__What the task requires__. Where "PathBuf" occurs in a line of the entries below, copy that line.

__Stored items__.
_____

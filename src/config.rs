//! Application configuration loaded from a TOML file.

use std::{fs, path::Path};

use serde::Deserialize;

use crate::{
    error::{CallFlowError, ConfigError},
    geometry::Size,
    graph::DEFAULT_NODE_SIZE,
    layout::{
        Direction,
        layered::{DEFAULT_RANK_GAP, DEFAULT_SIBLING_GAP},
    },
};

/// Application configuration
#[derive(Debug, Clone, Default, Deserialize)]
pub struct AppConfig {
    /// Layout configuration section
    #[serde(default)]
    pub layout: LayoutConfig,
}

/// Layout configuration section
#[derive(Debug, Clone, Deserialize)]
#[serde(default)]
pub struct LayoutConfig {
    /// Flow direction of the diagram
    pub direction: Direction,

    /// Uniform node width
    pub node_width: f32,

    /// Uniform node height
    pub node_height: f32,

    /// Gap between consecutive ranks
    pub rank_gap: f32,

    /// Gap between siblings within a rank
    pub sibling_gap: f32,
}

impl Default for LayoutConfig {
    fn default() -> Self {
        Self {
            direction: Direction::default(),
            node_width: DEFAULT_NODE_SIZE.width(),
            node_height: DEFAULT_NODE_SIZE.height(),
            rank_gap: DEFAULT_RANK_GAP,
            sibling_gap: DEFAULT_SIBLING_GAP,
        }
    }
}

impl LayoutConfig {
    pub fn node_size(&self) -> Size {
        Size::new(self.node_width, self.node_height)
    }
}

impl AppConfig {
    /// Load configuration from a TOML file
    pub fn load(path: impl AsRef<Path>) -> Result<Self, CallFlowError> {
        let path = path.as_ref();

        if !path.exists() {
            return Err(CallFlowError::Config(ConfigError::MissingFile(
                path.to_path_buf(),
            )));
        }

        let content = fs::read_to_string(path)?;

        let config: AppConfig = toml::from_str(&content)
            .map_err(ConfigError::from)
            .map_err(CallFlowError::Config)?;

        Ok(config)
    }
}
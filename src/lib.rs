//! Layered graph layout for call-flow configurations.
//!
//! A call flow is authored as a flat list of named steps connected by parent
//! references. This crate turns that list into a positioned node/edge
//! diagram:
//!
//! 1. [`StepGraphBuilder`] validates the step list and builds a forest
//!    [`Topology`] (one node per step, one parent→child edge per step with a
//!    parent);
//! 2. the layered [`layout::Engine`] assigns every node a rank equal to its
//!    depth and produces a positioned [`RenderModel`];
//! 3. an exporter (SVG shipped here) or an external rendering surface
//!    consumes the model.
//!
//! Persistence and transport of configurations are external collaborators;
//! the crate only reads the persisted `flow_data` shape via [`flow`].

pub mod config;
pub mod error;
pub mod export;
pub mod flow;
pub mod geometry;
pub mod graph;
pub mod layout;

pub use error::{CallFlowError, GraphError, LayoutError};
pub use flow::{CallFlowConfig, FlowDocument, FlowSummary, Step};
pub use graph::{StepGraphBuilder, Topology};
pub use layout::{Direction, RenderModel};

use clap::Parser;
use export::Exporter;
use log::{debug, info, trace};
use std::fs;

#[derive(Parser, Debug)]
#[command(author, version, about, long_about = None)]
pub struct Args {
    /// Log level (off, error, warn, info, debug, trace)
    #[arg(long, default_value = "info")]
    pub log_level: String,

    /// Path to the persisted call-flow JSON file (a full configuration
    /// record or a bare step array)
    #[arg(help = "Path to the call-flow JSON file")]
    pub file: String,

    /// Path to the output SVG file
    #[arg(short, long, default_value = "out.svg")]
    pub output: String,

    /// Flow direction, overriding the configuration file
    #[arg(short, long, value_enum)]
    pub direction: Option<Direction>,

    /// Path to a TOML configuration file
    #[arg(short, long)]
    pub config: Option<String>,
}

pub fn run(args: &Args) -> Result<(), CallFlowError> {
    info!(
        input_path = args.file,
        output_path = args.output;
        "Processing call flow",
    );

    let app_config = match &args.config {
        Some(path) => config::AppConfig::load(path)?,
        None => config::AppConfig::default(),
    };

    // Reading the persisted flow
    let content = fs::read_to_string(&args.file)?;
    trace!(content; "File content");

    let document: FlowDocument = serde_json::from_str(&content)?;
    if let Some(name) = document.name() {
        info!(flow_name = name; "Loaded call-flow configuration");
    }

    // Building the step graph
    info!("Building step graph");
    let builder = StepGraphBuilder::new().with_node_size(app_config.layout.node_size());
    let topology = builder.build(document.steps())?;
    debug!(
        nodes_count = topology.node_count(),
        edges_count = topology.edge_count();
        "Step graph built successfully",
    );

    // Calculating the layered layout
    let direction = args.direction.unwrap_or(app_config.layout.direction);
    info!(direction:?; "Calculating layered layout");
    let mut engine = layout::Engine::new().with_direction(direction);
    engine
        .set_rank_gap(app_config.layout.rank_gap)
        .set_sibling_gap(app_config.layout.sibling_gap);
    let model = engine.calculate(&topology)?;
    debug!(
        positioned_nodes = model.nodes().len(),
        positioned_edges = model.edges().len();
        "Layout calculated",
    );

    // Exporting the render model
    info!("Exporting call-flow diagram to SVG");
    let svg_exporter = export::svg::Svg::new(&args.output);
    svg_exporter.export_render_model(&model)?;

    info!(output_file = args.output; "SVG exported successfully");

    Ok(())
}
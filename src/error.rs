//! Error types and handling for the mountain forecast pipeline

use chrono::NaiveDate;
use thiserror::Error;

/// Main error type for the forecast library
#[derive(Error, Debug)]
pub enum ForecastError {
    /// Configuration-related errors
    #[error("Configuration error: {message}")]
    Config { message: String },

    /// Input validation errors, raised before any I/O
    #[error("Invalid input: {message}")]
    Validation { message: String },

    /// Network or HTTP status failures talking to the weather provider
    #[error("Transport error: {message}")]
    Transport { message: String },

    /// The provider answered but the body could not be decoded
    #[error("Malformed response: {message}")]
    MalformedResponse { message: String },

    /// The provider returned no hourly time series at all
    #[error("No hourly 'time' data returned by the weather provider")]
    NoData,

    /// The provider returned data, but none of it fell into the requested window
    #[error("No hourly points found for {date} {start_hour:02}:00-{end_hour:02}:00 in the provider response")]
    NoDataInWindow {
        date: NaiveDate,
        start_hour: u32,
        end_hour: u32,
    },

    /// Object store operation errors
    #[error("Storage error: {message}")]
    Storage { message: String },

    /// JSON encode/decode errors
    #[error("JSON error: {source}")]
    Json {
        #[from]
        source: serde_json::Error,
    },

    /// I/O operation errors
    #[error("I/O error: {source}")]
    Io {
        #[from]
        source: std::io::Error,
    },
}

impl ForecastError {
    /// Create a new configuration error
    pub fn config<S: Into<String>>(message: S) -> Self {
        Self::Config {
            message: message.into(),
        }
    }

    /// Create a new validation error
    pub fn validation<S: Into<String>>(message: S) -> Self {
        Self::Validation {
            message: message.into(),
        }
    }

    /// Create a new transport error
    pub fn transport<S: Into<String>>(message: S) -> Self {
        Self::Transport {
            message: message.into(),
        }
    }

    /// Create a new malformed-response error
    pub fn malformed<S: Into<String>>(message: S) -> Self {
        Self::MalformedResponse {
            message: message.into(),
        }
    }

    /// Create a new storage error
    pub fn storage<S: Into<String>>(message: S) -> Self {
        Self::Storage {
            message: message.into(),
        }
    }

    /// True for the two "provider had nothing for us" cases
    #[must_use]
    pub fn is_upstream_empty(&self) -> bool {
        matches!(self, Self::NoData | Self::NoDataInWindow { .. })
    }

    /// Get a user-friendly error message
    #[must_use]
    pub fn user_message(&self) -> String {
        match self {
            ForecastError::Config { .. } => {
                "Configuration error. Please check your config file.".to_string()
            }
            ForecastError::Validation { message } => format!("Invalid input: {message}"),
            ForecastError::Transport { .. } => {
                "Unable to reach the weather provider. Please check your internet connection."
                    .to_string()
            }
            ForecastError::MalformedResponse { .. } => {
                "The weather provider sent data we could not understand.".to_string()
            }
            ForecastError::NoData | ForecastError::NoDataInWindow { .. } => {
                "No forecast data available for the requested day.".to_string()
            }
            ForecastError::Storage { .. } => {
                "Storage operation failed. Please check bucket access.".to_string()
            }
            ForecastError::Json { .. } => "Stored data could not be decoded.".to_string(),
            ForecastError::Io { .. } => {
                "File operation failed. Please check file permissions.".to_string()
            }
        }
    }
}

/// Terminal text for a failed command: the user-facing message of the first
/// `ForecastError` in the chain, or the whole chain when there is none
#[must_use]
pub fn user_facing_message(error: &anyhow::Error) -> String {
    error
        .chain()
        .find_map(|cause| cause.downcast_ref::<ForecastError>())
        .map_or_else(|| format!("{error:#}"), ForecastError::user_message)
}
//! Forecast generation run: every location for every upcoming day
//!
//! Per-location failures are collected and reported next to the results;
//! only a failure to write a date's metadata aborts the run.

use crate::analysis::{
    HistoricalWindAnalysis, WeatherHistory, analyze_stored, build_history,
};
use crate::config::ForecastConfig;
use crate::models::{
    CACHE_SCHEMA_VERSION, CachedWeatherData, EnrichedHourlyPoint, ForecastMetadata,
    HourlyDataFile, MountainLocation, WindowSummary,
};
use crate::report::{
    AdviceConditions, ClothingReference, render_clothing_advice, render_forecast_report,
    render_history, render_wind_analysis,
};
use crate::storage::{
    ArchiveReport, ObjectStore, StorageLayout, archive_old_data, put_json, read_history,
    write_day,
};
use crate::weather::{ForecastSource, HourWindow, fetch_day_window, fetch_live_wind_analysis, target_date};
use crate::{ForecastError, Result};
use chrono::{NaiveDate, Utc};
use serde::{Deserialize, Serialize};
use std::path::PathBuf;
use std::sync::Arc;
use std::time::Duration;
use tracing::{debug, info, instrument, warn};

const TIME_WINDOW_LABEL: &str = "full_day_24h";
const SECTION_RULE_WIDTH: usize = 80;

/// Run-wide knobs, taken from configuration
#[derive(Debug, Clone)]
pub struct PipelineSettings {
    pub forecast_days: u32,
    pub days_back: u32,
    pub retention_days: u32,
    pub request_delay: Duration,
    pub languages: Vec<String>,
    pub reference_dir: PathBuf,
}

impl PipelineSettings {
    #[must_use]
    pub fn from_config(config: &ForecastConfig) -> Self {
        Self {
            forecast_days: config.analysis.forecast_days,
            days_back: config.analysis.days_back,
            retention_days: config.analysis.retention_days,
            request_delay: config.weather.request_delay(),
            languages: config.data.languages.clone(),
            reference_dir: PathBuf::from(&config.data.reference_dir),
        }
    }
}

#[derive(Debug, Clone, Copy, Default)]
pub struct RunOptions {
    /// Reuse a current-schema `weather_data_24h.json` instead of fetching
    pub use_cache: bool,
    pub skip_archive: bool,
}

/// Outcome for one forecast date
#[derive(Debug, Clone, PartialEq, Serialize, Deserialize)]
pub struct DateRunResult {
    pub date: NaiveDate,
    pub locations_processed: usize,
    pub files_written: usize,
    pub errors: Vec<String>,
}

/// What a run did, printed as JSON by the CLI
#[derive(Debug, Clone, PartialEq, Serialize, Deserialize)]
pub struct RunSummary {
    /// 200 when everything succeeded, 207 on partial failure
    #[serde(rename = "statusCode")]
    pub status_code: u16,
    pub days_processed: usize,
    pub total_locations: usize,
    pub total_files: usize,
    pub forecast_results: Vec<DateRunResult>,
    pub archive_results: Option<ArchiveReport>,
    pub errors: Vec<String>,
}

struct DayForecast {
    summary: WindowSummary,
    points: Vec<EnrichedHourlyPoint>,
    report_text: String,
    fetched_at: String,
    from_cache: bool,
}

pub struct Pipeline {
    source: Arc<dyn ForecastSource>,
    store: Arc<dyn ObjectStore>,
    layout: StorageLayout,
    settings: PipelineSettings,
    locations: Vec<MountainLocation>,
}

impl Pipeline {
    pub fn new(
        source: Arc<dyn ForecastSource>,
        store: Arc<dyn ObjectStore>,
        layout: StorageLayout,
        settings: PipelineSettings,
        locations: Vec<MountainLocation>,
    ) -> Self {
        Self {
            source,
            store,
            layout,
            settings,
            locations,
        }
    }

    #[must_use]
    pub fn locations(&self) -> &[MountainLocation] {
        &self.locations
    }

    /// Generate forecasts for days `1..=forecast_days` after `today`, then
    /// archive partitions past retention.
    pub async fn run(&self, today: NaiveDate, options: RunOptions) -> Result<RunSummary> {
        info!(
            locations = self.locations.len(),
            days = self.settings.forecast_days,
            use_cache = options.use_cache,
            "Starting forecast run"
        );
        let references = self.load_references();

        let mut forecast_results = Vec::new();
        let mut errors = Vec::new();
        for day_offset in 1..=self.settings.forecast_days {
            let result = self
                .generate_for_date(today, day_offset, options.use_cache, &references)
                .await?;
            errors.extend(result.errors.iter().cloned());
            forecast_results.push(result);
        }

        let archive_results = if options.skip_archive {
            None
        } else {
            let report = archive_old_data(
                self.store.as_ref(),
                &self.layout,
                today,
                self.settings.retention_days,
                false,
            )
            .await;
            errors.extend(report.errors.iter().cloned());
            Some(report)
        };

        let summary = RunSummary {
            status_code: if errors.is_empty() { 200 } else { 207 },
            days_processed: forecast_results.len(),
            total_locations: forecast_results.iter().map(|r| r.locations_processed).sum(),
            total_files: forecast_results.iter().map(|r| r.files_written).sum(),
            forecast_results,
            archive_results,
            errors,
        };
        info!(
            status = summary.status_code,
            locations = summary.total_locations,
            files = summary.total_files,
            "Forecast run complete"
        );
        Ok(summary)
    }

    fn load_references(&self) -> Vec<(String, std::result::Result<ClothingReference, String>)> {
        self.settings
            .languages
            .iter()
            .map(|language| {
                let reference =
                    ClothingReference::load(&self.settings.reference_dir, language).map_err(|e| {
                        warn!(%language, error = %e, "Clothing reference unavailable");
                        e.to_string()
                    });
                (language.clone(), reference)
            })
            .collect()
    }

    /// Every location for one date, then the date's metadata
    #[instrument(skip(self, references))]
    async fn generate_for_date(
        &self,
        today: NaiveDate,
        day_offset: u32,
        use_cache: bool,
        references: &[(String, std::result::Result<ClothingReference, String>)],
    ) -> Result<DateRunResult> {
        let date = target_date(today, day_offset)?;
        let mut result = DateRunResult {
            date,
            locations_processed: 0,
            files_written: 0,
            errors: Vec::new(),
        };

        for location in &self.locations {
            info!(location = %location.describe(), %date, "Processing location");
            match self
                .process_location(location, today, day_offset, date, use_cache, references)
                .await
            {
                Ok((files, advice_errors)) => {
                    result.locations_processed += 1;
                    result.files_written += files;
                    result.errors.extend(advice_errors);
                }
                Err(e) => {
                    let message = format!("Error processing {}: {e}", location.name);
                    if e.is_upstream_empty() {
                        info!("{message}");
                    } else {
                        warn!("{message}");
                    }
                    result.errors.push(message);
                }
            }
        }

        let metadata = ForecastMetadata {
            forecast_date: date,
            generated_at: today,
            locations_count: self.locations.len(),
            time_window: TIME_WINDOW_LABEL.to_string(),
        };
        put_json(self.store.as_ref(), &self.layout.metadata_key(date), &metadata).await?;
        result.files_written += 1;

        Ok(result)
    }

    /// Files written and per-language advice failures for one location
    async fn process_location(
        &self,
        location: &MountainLocation,
        today: NaiveDate,
        day_offset: u32,
        date: NaiveDate,
        use_cache: bool,
        references: &[(String, std::result::Result<ClothingReference, String>)],
    ) -> Result<(usize, Vec<String>)> {
        let store = self.store.as_ref();
        let base_key = location.base_key();
        let mut files = 0;

        let forecast = self
            .day_forecast(location, &base_key, today, day_offset, date, use_cache)
            .await?;

        let hourly = HourlyDataFile {
            fetched_at: forecast.fetched_at.clone(),
            forecast_date: date,
            location: location.name.clone(),
            data: forecast.points.clone(),
        };
        write_day(store, &self.layout, &base_key, date, &hourly).await?;
        files += 1;

        if !forecast.from_cache {
            let cache = CachedWeatherData {
                schema_version: CACHE_SCHEMA_VERSION,
                location_data: location.clone(),
                weather_report_text: forecast.report_text.clone(),
                weather_summary: forecast.summary.clone(),
                hourly_points: forecast.points.clone(),
                fetched_at: forecast.fetched_at.clone(),
            };
            put_json(store, &self.layout.weather_cache_key(date, &base_key), &cache).await?;
            files += 1;
        }

        let days = read_history(store, &self.layout, &base_key, date, self.settings.days_back).await?;
        let wind = analyze_stored(&days, self.settings.days_back);
        let history = build_history(&days, self.settings.days_back);

        let report = full_report(&forecast.report_text, wind.as_ref(), history.as_ref());
        store
            .put(&self.layout.report_key(date, &base_key), report.into_bytes())
            .await?;
        files += 1;

        if let Some(wind) = &wind {
            put_json(store, &self.layout.wind_analysis_key(date, &base_key), wind).await?;
            files += 1;
            info!(days_found = wind.days_found, "Wind analysis written");
        } else {
            info!("Wind analysis: no historical data available yet");
        }
        if let Some(history) = &history {
            put_json(store, &self.layout.history_key(date, &base_key), history).await?;
            files += 1;
            info!(days_found = history.days_found, "Weather history written");
        }

        let mut advice_errors = Vec::new();
        let conditions = AdviceConditions::from_points(&forecast.points);
        for (language, reference) in references {
            let advice = match (reference, &conditions) {
                (Ok(reference), Some(conditions)) => {
                    render_clothing_advice(reference, conditions).map_err(|e| e.to_string())
                }
                (Err(e), _) => Err(e.clone()),
                (_, None) => Err("no hourly points to advise on".to_string()),
            };
            match advice {
                Ok(text) => {
                    store
                        .put(
                            &self.layout.advice_key(date, &base_key, language),
                            text.into_bytes(),
                        )
                        .await?;
                    files += 1;
                }
                Err(e) => {
                    let message =
                        format!("Error generating {language} advice for {}: {e}", location.name);
                    warn!("{message}");
                    advice_errors.push(message);
                }
            }
        }

        Ok((files, advice_errors))
    }

    async fn day_forecast(
        &self,
        location: &MountainLocation,
        base_key: &str,
        today: NaiveDate,
        day_offset: u32,
        date: NaiveDate,
        use_cache: bool,
    ) -> Result<DayForecast> {
        if use_cache {
            let key = self.layout.weather_cache_key(date, base_key);
            match self.store.get(&key).await? {
                Some(bytes) => match CachedWeatherData::decode_current(&bytes) {
                    Some(cached) if cached.location_data == *location => {
                        debug!(%key, "Using cached weather data");
                        return Ok(DayForecast {
                            summary: cached.weather_summary,
                            points: cached.hourly_points,
                            report_text: cached.weather_report_text,
                            fetched_at: cached.fetched_at,
                            from_cache: true,
                        });
                    }
                    _ => info!(%key, "Cached weather data is stale, re-fetching"),
                },
                None => debug!(%key, "No cached weather data"),
            }
        }

        let window = fetch_day_window(
            self.source.as_ref(),
            location.coordinates(),
            HourWindow::FULL_DAY,
            today,
            day_offset,
        )
        .await?;
        let fetched_at = Utc::now().to_rfc3339();
        tokio::time::sleep(self.settings.request_delay).await;

        let points: Vec<EnrichedHourlyPoint> = window
            .points
            .into_iter()
            .map(EnrichedHourlyPoint::from_point)
            .collect();
        let report_text = render_forecast_report(location, date, &window.summary, &points);
        Ok(DayForecast {
            summary: window.summary,
            points,
            report_text,
            fetched_at,
            from_cache: false,
        })
    }

    /// Wind analysis for one location ahead of `date`, from stored records
    /// or straight from the provider.
    pub async fn analyze_wind(
        &self,
        location: &MountainLocation,
        date: NaiveDate,
        live: bool,
    ) -> Result<Option<HistoricalWindAnalysis>> {
        if live {
            return fetch_live_wind_analysis(
                self.source.as_ref(),
                location.coordinates(),
                date,
                self.settings.days_back,
            )
            .await;
        }
        let days = read_history(
            self.store.as_ref(),
            &self.layout,
            &location.base_key(),
            date,
            self.settings.days_back,
        )
        .await?;
        Ok(analyze_stored(&days, self.settings.days_back))
    }

    /// Look a location up by name, case-insensitively
    pub fn find_location(&self, name: &str) -> Result<&MountainLocation> {
        self.locations
            .iter()
            .find(|l| l.name.eq_ignore_ascii_case(name) || l.base_key() == name)
            .ok_or_else(|| ForecastError::validation(format!("Unknown location: {name}")))
    }
}

fn full_report(
    forecast: &str,
    wind: Option<&HistoricalWindAnalysis>,
    history: Option<&WeatherHistory>,
) -> String {
    let rule = "=".repeat(SECTION_RULE_WIDTH);
    let mut report = forecast.to_string();
    if wind.is_some() {
        report = format!("{report}\n\n{rule}\n{}", render_wind_analysis(wind));
    }
    if let Some(history) = history {
        report = format!("{report}\n\n{rule}\n{}", render_history(history));
    }
    report
}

_____

__Response__.
use std::path::PathBuf;
    pub reference_dir: PathBuf,
            reference_dir: PathBuf::from(&config.data.reference_dir),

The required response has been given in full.